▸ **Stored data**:

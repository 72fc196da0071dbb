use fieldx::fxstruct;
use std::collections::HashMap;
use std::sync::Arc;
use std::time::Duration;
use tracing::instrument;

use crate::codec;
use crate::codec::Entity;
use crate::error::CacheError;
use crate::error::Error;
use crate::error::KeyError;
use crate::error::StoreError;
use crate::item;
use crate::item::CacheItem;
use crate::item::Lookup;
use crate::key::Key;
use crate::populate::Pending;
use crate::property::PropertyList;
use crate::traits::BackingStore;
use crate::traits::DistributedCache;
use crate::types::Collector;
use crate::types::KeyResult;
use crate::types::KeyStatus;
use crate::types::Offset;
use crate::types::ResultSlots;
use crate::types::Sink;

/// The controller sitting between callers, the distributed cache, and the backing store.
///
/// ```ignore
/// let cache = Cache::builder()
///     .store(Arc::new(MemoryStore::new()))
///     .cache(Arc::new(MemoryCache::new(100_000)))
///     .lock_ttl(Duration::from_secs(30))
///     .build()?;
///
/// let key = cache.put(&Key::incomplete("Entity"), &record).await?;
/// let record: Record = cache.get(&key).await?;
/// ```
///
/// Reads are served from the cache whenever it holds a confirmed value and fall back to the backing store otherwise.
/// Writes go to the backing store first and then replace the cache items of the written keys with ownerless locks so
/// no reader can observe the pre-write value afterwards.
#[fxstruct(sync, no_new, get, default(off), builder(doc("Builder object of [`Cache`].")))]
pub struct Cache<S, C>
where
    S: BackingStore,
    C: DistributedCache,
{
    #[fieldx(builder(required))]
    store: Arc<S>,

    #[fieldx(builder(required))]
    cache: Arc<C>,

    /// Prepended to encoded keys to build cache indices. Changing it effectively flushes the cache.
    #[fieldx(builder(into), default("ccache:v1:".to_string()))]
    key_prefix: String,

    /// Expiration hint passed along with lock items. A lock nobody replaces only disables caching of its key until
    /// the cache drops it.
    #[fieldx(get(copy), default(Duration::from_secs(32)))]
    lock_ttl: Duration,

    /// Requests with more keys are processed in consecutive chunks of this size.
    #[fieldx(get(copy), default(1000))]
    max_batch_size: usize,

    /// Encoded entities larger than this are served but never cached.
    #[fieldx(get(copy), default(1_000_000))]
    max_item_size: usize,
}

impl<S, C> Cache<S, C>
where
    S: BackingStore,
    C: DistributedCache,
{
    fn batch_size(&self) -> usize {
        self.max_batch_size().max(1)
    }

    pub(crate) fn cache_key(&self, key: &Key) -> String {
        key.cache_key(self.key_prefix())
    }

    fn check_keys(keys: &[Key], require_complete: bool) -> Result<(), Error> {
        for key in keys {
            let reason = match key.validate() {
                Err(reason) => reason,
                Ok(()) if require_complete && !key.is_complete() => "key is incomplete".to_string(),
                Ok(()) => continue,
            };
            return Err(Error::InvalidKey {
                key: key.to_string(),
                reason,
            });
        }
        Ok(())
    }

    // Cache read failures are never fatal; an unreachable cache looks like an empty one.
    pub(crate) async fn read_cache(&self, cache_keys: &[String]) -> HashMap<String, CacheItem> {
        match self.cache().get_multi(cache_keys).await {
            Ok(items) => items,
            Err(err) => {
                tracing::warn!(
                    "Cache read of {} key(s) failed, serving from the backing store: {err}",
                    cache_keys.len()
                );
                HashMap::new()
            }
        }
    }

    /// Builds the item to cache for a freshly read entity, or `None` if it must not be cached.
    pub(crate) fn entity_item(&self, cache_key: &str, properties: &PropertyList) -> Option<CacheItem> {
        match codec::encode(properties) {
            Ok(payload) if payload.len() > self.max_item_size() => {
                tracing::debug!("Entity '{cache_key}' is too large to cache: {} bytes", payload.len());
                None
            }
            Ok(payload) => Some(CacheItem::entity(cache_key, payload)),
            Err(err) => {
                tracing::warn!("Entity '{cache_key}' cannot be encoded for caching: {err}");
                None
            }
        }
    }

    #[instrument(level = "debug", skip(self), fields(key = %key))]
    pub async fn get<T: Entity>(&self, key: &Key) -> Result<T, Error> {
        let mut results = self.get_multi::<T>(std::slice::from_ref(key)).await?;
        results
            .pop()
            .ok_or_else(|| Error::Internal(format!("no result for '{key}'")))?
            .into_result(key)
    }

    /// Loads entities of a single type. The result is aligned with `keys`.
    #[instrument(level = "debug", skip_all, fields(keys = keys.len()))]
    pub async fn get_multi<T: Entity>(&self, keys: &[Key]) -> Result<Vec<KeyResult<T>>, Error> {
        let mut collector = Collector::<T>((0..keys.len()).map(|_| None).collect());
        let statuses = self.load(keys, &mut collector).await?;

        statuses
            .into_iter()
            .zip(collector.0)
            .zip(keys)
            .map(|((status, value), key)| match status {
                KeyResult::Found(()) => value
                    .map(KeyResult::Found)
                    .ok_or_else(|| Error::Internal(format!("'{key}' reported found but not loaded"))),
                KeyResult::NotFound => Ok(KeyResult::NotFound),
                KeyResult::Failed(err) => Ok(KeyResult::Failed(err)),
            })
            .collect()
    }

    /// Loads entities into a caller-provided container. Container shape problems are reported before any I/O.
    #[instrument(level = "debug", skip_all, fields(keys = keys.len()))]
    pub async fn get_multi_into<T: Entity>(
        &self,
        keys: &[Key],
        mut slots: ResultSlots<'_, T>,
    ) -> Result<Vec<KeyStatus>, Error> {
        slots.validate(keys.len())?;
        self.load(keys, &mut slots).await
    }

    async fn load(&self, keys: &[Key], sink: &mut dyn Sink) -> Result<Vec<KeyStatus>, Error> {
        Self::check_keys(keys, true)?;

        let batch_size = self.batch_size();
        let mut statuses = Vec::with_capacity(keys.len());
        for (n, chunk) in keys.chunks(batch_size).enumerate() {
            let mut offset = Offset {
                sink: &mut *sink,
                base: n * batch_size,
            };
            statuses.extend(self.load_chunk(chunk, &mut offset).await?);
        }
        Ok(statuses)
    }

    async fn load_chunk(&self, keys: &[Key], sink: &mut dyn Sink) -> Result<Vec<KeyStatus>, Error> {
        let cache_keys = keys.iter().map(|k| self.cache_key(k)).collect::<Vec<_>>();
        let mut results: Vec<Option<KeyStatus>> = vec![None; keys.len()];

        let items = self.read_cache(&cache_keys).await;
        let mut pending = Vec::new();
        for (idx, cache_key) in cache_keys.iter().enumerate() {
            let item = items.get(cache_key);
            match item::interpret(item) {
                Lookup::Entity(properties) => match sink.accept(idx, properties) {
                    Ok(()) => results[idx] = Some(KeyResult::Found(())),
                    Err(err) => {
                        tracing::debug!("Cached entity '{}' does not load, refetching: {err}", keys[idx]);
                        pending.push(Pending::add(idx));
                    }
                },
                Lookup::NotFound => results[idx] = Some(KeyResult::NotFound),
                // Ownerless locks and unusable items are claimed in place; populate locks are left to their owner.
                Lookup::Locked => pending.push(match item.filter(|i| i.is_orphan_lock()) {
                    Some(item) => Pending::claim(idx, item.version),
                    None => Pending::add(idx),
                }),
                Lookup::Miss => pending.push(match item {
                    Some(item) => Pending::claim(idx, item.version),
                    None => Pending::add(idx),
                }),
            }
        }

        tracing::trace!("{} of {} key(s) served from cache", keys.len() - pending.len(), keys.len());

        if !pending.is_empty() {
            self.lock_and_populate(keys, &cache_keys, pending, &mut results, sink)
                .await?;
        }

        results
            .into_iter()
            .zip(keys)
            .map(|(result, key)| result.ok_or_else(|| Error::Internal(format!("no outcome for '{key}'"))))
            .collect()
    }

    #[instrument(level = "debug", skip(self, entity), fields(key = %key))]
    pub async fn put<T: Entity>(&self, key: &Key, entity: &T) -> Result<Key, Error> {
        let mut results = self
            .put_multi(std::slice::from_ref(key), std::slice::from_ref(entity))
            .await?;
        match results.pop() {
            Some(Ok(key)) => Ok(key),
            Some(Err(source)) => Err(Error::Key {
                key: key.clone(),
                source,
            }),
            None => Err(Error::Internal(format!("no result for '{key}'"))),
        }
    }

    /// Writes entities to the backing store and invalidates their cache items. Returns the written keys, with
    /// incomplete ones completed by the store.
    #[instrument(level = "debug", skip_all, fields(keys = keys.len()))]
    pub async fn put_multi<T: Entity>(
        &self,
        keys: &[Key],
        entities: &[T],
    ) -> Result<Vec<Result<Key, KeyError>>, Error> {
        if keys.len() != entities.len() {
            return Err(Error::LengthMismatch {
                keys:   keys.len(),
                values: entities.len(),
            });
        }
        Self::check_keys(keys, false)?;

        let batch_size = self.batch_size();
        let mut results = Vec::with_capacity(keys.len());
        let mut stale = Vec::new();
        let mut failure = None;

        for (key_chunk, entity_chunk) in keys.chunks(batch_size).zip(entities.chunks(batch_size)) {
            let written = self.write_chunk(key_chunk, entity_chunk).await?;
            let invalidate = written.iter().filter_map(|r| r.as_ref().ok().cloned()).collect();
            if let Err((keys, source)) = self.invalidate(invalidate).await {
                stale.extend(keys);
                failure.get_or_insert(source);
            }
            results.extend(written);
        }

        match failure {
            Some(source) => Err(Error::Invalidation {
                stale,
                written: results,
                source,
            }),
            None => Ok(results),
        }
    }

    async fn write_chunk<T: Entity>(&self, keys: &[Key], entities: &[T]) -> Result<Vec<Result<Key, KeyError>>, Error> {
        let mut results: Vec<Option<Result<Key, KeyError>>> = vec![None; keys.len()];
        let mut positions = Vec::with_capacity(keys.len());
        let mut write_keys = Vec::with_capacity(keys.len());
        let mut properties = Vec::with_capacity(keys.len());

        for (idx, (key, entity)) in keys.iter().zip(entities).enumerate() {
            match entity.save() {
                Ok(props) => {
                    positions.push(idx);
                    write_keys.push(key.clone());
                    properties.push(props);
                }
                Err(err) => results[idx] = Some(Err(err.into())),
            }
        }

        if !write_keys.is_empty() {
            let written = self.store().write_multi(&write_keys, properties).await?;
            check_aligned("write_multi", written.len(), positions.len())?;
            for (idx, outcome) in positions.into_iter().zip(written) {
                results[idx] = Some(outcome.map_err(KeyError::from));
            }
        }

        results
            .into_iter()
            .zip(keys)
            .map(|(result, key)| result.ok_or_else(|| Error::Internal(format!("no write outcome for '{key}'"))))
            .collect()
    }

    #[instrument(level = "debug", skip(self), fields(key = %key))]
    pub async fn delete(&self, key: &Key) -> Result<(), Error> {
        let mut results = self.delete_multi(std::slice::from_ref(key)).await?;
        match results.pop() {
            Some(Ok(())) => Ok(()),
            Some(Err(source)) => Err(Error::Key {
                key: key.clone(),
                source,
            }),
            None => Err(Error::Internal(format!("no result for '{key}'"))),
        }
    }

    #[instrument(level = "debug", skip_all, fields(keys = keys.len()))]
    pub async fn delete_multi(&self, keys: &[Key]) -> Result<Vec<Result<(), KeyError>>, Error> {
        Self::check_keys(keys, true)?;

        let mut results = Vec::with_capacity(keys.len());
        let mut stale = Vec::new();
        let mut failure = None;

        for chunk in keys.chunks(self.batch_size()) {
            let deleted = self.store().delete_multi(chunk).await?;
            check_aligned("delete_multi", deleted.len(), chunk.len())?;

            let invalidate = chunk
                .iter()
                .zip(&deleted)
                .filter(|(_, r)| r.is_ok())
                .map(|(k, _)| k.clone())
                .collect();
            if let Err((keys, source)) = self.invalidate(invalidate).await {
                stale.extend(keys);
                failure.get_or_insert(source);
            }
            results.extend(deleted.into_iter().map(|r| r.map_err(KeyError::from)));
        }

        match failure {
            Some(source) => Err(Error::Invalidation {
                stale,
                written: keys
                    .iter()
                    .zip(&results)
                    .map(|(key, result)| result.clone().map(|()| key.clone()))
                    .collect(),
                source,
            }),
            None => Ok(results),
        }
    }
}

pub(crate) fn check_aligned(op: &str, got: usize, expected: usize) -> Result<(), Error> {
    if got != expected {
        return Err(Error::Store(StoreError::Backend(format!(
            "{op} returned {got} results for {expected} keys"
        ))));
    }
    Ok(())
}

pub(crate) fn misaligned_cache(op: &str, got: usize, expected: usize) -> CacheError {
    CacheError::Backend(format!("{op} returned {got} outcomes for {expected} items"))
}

* * *

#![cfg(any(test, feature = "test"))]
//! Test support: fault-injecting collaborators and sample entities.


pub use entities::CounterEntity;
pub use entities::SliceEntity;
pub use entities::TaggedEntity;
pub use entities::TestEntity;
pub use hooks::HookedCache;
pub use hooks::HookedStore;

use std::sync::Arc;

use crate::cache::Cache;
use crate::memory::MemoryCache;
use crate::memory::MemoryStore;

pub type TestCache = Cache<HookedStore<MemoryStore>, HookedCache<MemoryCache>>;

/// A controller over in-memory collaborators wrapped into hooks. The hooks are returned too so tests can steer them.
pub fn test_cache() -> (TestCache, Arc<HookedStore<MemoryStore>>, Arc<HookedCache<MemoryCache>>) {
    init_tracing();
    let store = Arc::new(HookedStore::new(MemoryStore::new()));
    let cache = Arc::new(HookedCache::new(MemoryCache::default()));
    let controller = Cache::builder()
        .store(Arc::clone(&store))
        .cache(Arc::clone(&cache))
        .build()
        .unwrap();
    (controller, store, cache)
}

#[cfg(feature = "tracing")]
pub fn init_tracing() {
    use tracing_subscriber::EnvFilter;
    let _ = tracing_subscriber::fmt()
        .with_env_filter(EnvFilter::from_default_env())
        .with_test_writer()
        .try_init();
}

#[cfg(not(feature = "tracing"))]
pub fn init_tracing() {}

▸ **What is needed**:
Look above for the line with "let mut positions" and the line with "properties.push(props);". Retype those two lines and every line between them exactly, adding nothing.

▸ **Your solution**:
        let mut positions = Vec::with_capacity(keys.len());
        let mut write_keys = Vec::with_capacity(keys.len());
        let mut properties = Vec::with_capacity(keys.len());

        for (idx, (key, entity)) in keys.iter().zip(entities).enumerate() {
            match entity.save() {
                Ok(props) => {
                    positions.push(idx);
                    write_keys.push(key.clone());
                    properties.push(props);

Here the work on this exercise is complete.